Read the records below and copy each line that contains "InvalidPattern".

DATA EXTRACTS
◇ ◇ ◇ ◇

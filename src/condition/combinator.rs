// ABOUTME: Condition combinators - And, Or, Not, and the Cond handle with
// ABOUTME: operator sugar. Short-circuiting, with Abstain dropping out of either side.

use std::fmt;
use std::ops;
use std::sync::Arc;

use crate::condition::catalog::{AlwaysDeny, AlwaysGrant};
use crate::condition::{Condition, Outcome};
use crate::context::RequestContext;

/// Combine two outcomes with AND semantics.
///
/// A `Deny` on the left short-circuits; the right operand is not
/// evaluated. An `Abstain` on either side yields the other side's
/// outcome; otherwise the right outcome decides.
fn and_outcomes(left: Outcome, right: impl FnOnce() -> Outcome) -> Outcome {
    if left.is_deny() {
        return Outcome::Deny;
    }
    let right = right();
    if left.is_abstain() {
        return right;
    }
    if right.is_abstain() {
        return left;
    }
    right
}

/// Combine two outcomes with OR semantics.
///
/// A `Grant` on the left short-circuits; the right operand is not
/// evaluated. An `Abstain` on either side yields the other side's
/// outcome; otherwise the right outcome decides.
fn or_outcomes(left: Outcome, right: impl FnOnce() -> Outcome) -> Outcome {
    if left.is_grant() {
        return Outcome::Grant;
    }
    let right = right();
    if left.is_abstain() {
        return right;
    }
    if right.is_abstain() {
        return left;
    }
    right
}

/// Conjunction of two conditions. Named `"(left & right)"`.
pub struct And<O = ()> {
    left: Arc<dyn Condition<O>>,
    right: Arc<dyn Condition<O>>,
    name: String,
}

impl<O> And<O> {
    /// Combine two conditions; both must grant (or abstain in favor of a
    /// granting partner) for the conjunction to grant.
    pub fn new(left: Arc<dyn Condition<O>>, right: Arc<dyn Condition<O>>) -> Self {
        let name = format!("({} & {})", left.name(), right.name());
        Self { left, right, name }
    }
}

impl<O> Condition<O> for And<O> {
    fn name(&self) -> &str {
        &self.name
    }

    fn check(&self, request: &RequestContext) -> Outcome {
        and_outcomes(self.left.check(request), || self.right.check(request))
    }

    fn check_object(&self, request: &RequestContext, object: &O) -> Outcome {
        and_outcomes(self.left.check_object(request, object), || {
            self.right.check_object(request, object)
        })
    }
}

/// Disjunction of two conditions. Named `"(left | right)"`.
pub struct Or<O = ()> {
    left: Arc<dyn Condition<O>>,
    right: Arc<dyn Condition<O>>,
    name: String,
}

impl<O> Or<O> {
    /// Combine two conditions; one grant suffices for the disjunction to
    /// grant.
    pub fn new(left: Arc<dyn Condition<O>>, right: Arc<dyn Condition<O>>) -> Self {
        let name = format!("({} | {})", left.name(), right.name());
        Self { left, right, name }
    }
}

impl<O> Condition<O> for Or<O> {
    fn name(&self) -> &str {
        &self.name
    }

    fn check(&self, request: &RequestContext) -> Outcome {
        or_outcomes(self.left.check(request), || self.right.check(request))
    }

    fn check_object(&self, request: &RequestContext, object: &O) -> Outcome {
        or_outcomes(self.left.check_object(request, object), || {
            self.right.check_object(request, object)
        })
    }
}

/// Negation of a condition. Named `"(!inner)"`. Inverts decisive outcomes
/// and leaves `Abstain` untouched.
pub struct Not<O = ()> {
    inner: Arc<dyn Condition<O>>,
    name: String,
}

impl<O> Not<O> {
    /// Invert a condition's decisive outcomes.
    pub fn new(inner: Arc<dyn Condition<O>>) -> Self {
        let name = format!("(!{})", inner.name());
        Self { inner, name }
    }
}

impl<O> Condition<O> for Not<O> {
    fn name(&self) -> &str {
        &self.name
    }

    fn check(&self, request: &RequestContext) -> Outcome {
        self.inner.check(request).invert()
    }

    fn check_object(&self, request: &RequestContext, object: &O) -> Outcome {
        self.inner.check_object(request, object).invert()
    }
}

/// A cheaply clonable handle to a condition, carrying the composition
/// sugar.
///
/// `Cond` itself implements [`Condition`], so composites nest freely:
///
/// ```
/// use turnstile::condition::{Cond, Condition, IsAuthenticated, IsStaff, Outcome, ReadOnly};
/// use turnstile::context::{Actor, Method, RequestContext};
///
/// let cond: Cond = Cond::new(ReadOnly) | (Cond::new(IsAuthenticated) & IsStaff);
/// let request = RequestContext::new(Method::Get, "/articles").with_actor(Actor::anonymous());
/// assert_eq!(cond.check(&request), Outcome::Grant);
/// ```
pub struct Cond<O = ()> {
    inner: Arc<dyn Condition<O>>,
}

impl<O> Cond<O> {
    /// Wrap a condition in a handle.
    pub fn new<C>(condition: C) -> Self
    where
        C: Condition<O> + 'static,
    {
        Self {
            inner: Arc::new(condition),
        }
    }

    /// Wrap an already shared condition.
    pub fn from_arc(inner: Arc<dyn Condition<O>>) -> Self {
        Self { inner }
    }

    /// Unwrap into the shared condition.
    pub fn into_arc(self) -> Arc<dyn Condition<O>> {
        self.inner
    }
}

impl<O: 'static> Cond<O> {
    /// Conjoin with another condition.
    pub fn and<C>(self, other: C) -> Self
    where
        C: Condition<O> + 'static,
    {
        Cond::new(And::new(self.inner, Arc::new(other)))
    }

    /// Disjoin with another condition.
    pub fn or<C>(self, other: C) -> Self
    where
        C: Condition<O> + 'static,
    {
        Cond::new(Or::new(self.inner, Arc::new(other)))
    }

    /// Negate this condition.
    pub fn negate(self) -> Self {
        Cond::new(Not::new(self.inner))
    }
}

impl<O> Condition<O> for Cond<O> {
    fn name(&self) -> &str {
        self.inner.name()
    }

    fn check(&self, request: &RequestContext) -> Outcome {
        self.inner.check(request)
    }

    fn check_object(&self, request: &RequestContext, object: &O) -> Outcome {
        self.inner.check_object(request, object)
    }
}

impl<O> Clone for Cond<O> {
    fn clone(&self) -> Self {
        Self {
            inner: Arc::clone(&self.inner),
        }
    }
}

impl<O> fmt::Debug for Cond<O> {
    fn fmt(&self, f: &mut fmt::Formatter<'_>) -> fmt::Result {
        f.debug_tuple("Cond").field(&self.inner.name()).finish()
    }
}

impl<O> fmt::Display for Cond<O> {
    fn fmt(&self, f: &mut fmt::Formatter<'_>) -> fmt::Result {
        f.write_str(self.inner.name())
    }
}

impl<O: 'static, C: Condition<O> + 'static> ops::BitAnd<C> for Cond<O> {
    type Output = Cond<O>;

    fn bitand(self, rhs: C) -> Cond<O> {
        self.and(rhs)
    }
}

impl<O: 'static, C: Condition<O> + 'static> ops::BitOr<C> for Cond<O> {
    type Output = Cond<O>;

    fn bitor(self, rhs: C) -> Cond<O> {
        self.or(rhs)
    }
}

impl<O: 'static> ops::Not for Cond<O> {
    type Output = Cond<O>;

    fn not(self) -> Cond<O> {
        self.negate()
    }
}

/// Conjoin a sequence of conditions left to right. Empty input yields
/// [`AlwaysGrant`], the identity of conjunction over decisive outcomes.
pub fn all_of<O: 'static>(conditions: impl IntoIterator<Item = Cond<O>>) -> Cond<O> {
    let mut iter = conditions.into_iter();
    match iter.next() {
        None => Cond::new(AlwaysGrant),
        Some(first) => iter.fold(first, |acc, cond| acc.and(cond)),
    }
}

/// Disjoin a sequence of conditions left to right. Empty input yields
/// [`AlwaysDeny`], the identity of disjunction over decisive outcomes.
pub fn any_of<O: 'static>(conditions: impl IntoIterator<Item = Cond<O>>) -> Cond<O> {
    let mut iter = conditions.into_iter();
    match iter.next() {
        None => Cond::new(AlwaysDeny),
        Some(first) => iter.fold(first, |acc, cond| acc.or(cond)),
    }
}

◇ ◇ ◇ ◇

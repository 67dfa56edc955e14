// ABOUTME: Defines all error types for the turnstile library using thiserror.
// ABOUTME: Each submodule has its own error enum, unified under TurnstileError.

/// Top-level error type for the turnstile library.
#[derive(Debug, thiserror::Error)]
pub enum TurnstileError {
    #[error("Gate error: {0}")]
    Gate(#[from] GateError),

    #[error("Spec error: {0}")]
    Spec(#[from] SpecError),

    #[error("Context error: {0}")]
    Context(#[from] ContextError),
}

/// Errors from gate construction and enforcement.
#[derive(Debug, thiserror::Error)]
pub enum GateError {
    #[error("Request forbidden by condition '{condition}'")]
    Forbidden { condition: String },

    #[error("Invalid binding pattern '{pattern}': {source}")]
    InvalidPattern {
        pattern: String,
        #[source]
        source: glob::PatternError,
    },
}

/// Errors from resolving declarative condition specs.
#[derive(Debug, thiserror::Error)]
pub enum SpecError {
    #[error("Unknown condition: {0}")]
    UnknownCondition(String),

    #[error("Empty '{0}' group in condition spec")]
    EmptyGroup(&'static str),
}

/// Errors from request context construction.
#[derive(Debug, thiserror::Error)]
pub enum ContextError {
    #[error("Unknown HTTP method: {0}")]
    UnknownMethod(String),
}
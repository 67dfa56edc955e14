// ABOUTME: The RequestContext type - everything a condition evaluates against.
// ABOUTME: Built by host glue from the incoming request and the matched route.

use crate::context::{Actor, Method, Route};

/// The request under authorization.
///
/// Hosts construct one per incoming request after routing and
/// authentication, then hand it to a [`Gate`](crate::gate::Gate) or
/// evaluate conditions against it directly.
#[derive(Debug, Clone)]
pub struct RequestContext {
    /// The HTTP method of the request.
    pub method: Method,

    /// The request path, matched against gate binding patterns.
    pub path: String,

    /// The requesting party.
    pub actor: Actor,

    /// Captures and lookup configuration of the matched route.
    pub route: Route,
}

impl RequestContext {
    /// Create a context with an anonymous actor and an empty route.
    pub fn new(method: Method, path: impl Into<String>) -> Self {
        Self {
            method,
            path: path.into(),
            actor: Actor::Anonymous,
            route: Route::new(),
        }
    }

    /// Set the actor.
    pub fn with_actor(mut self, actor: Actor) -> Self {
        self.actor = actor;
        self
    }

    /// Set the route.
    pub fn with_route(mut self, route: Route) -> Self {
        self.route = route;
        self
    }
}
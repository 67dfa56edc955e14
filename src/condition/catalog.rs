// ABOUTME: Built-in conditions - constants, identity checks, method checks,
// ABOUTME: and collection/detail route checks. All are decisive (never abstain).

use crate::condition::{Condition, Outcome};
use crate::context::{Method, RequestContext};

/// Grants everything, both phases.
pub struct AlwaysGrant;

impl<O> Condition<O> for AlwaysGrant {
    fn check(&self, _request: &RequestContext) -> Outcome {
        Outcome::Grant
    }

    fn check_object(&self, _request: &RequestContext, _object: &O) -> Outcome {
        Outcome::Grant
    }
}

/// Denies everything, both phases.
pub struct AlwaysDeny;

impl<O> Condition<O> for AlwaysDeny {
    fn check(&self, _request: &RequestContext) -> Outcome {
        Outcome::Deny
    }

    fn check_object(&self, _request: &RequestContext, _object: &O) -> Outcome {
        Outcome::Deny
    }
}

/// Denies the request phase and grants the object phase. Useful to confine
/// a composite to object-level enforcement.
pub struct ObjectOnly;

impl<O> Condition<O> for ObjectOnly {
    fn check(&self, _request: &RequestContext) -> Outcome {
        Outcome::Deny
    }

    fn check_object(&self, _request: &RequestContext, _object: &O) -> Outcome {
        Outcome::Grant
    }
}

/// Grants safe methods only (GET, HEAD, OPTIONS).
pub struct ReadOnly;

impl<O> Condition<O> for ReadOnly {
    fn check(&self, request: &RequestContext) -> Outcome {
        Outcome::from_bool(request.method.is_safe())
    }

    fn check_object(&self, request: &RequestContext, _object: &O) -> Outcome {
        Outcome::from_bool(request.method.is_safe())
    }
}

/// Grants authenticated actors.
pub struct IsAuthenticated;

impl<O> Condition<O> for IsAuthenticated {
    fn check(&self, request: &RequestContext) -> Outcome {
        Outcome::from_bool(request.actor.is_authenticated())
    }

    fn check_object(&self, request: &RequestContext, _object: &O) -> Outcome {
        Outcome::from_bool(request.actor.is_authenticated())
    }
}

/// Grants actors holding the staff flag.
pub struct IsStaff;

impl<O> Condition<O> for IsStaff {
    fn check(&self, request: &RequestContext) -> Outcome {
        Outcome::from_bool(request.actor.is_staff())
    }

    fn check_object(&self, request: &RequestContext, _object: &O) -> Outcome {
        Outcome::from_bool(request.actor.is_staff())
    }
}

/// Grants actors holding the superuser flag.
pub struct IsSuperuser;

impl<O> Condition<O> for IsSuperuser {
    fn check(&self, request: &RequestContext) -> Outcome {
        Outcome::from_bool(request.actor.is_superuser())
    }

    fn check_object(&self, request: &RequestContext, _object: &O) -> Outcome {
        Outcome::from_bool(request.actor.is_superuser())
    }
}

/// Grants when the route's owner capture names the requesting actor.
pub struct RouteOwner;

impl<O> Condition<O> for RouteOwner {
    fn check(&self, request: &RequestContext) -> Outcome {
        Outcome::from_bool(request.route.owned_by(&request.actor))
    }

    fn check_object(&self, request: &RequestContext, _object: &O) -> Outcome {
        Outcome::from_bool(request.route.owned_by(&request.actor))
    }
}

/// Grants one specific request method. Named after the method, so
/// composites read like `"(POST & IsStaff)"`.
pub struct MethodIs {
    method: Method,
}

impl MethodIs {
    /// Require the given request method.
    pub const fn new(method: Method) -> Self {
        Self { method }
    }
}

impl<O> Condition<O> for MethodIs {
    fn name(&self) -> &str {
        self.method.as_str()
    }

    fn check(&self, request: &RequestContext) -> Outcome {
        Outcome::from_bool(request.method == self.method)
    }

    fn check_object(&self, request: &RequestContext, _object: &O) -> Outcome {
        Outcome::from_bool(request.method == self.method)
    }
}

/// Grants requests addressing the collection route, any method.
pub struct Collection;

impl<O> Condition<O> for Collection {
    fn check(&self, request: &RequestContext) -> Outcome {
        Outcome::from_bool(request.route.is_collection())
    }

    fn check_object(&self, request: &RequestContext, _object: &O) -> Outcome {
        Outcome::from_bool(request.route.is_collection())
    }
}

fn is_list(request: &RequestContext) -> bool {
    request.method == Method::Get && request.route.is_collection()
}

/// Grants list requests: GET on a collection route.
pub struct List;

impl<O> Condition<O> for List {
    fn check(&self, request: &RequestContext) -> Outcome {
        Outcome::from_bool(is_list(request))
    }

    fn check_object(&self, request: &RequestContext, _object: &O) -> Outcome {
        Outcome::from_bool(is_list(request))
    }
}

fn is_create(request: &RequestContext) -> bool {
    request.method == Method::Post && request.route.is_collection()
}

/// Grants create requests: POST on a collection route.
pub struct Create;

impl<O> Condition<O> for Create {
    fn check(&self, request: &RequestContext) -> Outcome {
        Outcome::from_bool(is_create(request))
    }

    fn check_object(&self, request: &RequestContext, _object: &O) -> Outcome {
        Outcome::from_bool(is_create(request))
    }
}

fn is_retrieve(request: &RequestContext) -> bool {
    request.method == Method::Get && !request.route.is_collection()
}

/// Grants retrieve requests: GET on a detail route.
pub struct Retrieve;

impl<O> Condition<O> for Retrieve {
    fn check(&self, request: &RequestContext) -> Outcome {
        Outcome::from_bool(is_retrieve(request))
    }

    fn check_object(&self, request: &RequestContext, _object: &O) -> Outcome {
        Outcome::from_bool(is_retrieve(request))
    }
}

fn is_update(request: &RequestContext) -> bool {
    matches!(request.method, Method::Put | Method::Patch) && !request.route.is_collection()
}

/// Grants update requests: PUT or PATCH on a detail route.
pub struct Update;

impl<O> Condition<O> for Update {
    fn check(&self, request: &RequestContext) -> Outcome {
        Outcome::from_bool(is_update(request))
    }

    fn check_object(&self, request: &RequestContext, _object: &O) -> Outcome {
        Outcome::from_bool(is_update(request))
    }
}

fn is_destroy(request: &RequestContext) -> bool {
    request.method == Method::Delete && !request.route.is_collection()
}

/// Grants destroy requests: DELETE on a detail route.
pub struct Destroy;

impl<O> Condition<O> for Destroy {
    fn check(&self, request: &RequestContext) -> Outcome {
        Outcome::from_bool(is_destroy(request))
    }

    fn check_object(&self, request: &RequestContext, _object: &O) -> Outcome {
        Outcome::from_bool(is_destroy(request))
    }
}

◇ ◇ ◇ ◇

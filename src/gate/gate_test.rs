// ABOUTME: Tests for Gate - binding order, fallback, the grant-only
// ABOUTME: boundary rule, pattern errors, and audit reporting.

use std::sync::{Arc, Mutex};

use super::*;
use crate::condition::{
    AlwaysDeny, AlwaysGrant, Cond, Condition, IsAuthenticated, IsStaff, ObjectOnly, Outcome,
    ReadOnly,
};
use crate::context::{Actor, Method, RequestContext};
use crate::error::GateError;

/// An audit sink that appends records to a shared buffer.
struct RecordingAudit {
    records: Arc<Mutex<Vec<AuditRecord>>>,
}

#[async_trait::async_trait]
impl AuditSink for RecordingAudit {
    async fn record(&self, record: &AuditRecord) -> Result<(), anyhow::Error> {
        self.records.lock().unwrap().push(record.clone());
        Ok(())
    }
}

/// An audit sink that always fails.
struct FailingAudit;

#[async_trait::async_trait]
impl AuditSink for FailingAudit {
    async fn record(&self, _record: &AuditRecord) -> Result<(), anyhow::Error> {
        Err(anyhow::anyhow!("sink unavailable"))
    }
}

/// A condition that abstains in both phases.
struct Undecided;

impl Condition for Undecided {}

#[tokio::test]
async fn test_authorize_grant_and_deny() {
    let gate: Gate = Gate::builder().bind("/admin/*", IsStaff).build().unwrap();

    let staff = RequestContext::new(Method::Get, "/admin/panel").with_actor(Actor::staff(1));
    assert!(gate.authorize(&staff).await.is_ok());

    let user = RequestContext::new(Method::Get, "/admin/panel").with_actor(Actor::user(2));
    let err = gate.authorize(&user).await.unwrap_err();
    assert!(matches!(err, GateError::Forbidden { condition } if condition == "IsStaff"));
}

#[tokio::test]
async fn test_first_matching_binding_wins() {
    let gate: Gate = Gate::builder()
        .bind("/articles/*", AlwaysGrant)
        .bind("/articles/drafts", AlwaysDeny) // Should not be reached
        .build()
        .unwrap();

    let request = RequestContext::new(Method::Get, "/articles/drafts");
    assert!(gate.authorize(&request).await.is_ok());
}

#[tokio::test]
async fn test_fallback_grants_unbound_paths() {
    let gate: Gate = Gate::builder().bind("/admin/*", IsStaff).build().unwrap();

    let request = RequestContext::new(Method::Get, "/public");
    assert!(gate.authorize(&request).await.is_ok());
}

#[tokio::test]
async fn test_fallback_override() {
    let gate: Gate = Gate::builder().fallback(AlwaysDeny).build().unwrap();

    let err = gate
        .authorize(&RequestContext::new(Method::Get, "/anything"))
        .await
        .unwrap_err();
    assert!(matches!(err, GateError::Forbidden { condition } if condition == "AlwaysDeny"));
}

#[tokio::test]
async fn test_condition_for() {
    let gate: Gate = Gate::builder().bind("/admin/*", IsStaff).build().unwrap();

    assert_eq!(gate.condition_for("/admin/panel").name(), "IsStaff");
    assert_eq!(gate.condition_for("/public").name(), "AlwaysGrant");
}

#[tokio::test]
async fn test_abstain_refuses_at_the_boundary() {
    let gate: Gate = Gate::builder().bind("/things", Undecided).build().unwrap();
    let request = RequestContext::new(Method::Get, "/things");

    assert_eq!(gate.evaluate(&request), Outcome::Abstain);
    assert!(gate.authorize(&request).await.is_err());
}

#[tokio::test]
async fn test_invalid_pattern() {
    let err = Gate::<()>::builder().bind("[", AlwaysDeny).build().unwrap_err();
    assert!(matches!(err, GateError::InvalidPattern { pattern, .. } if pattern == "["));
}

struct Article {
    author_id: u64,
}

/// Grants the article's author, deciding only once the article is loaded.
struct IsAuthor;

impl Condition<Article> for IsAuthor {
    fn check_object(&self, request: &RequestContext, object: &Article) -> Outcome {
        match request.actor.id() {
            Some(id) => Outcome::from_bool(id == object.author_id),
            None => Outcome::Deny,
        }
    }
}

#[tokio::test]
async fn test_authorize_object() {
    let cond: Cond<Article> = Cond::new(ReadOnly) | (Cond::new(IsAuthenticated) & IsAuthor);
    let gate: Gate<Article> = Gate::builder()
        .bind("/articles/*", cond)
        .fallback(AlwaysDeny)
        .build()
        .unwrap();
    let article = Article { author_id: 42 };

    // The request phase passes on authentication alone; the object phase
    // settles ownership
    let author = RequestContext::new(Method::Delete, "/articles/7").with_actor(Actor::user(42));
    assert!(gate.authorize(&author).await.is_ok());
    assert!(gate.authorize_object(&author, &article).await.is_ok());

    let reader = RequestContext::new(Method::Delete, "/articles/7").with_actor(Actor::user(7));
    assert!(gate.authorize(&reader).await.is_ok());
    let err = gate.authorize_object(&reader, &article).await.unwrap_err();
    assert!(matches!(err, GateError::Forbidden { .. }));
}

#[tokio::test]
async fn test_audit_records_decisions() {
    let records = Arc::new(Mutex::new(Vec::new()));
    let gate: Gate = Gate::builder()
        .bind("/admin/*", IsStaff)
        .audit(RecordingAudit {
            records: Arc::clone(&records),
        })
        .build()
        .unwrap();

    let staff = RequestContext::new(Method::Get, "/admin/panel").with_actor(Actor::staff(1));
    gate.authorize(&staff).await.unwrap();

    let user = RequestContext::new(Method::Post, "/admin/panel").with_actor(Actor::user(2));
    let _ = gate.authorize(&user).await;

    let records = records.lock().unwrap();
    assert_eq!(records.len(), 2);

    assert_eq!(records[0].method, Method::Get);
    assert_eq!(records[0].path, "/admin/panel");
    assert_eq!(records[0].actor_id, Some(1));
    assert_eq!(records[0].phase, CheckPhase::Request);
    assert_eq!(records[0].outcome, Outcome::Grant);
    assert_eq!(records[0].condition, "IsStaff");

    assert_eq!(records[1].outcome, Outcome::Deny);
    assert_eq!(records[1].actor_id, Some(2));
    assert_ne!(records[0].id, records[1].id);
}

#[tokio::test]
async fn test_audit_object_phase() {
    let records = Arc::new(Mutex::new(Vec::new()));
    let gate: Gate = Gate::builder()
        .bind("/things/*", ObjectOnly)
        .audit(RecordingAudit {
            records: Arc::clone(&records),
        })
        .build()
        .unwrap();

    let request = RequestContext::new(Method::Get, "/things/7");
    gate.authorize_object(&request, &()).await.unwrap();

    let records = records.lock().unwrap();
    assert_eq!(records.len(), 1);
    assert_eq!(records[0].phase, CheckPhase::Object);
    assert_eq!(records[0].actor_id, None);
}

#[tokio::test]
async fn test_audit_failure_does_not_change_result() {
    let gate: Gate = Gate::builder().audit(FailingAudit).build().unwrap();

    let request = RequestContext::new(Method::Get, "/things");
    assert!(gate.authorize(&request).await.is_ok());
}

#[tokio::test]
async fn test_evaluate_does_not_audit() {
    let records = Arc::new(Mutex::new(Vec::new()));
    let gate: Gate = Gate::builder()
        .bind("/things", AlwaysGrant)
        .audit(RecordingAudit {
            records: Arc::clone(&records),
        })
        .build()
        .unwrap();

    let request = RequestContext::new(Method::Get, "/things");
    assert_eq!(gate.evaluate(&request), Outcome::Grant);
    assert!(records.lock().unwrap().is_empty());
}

◇ ◇ ◇ ◇

REPLY TO THE TASK
    InvalidPattern {
    assert!(matches!(err, GateError::InvalidPattern { pattern, .. } if pattern == "["));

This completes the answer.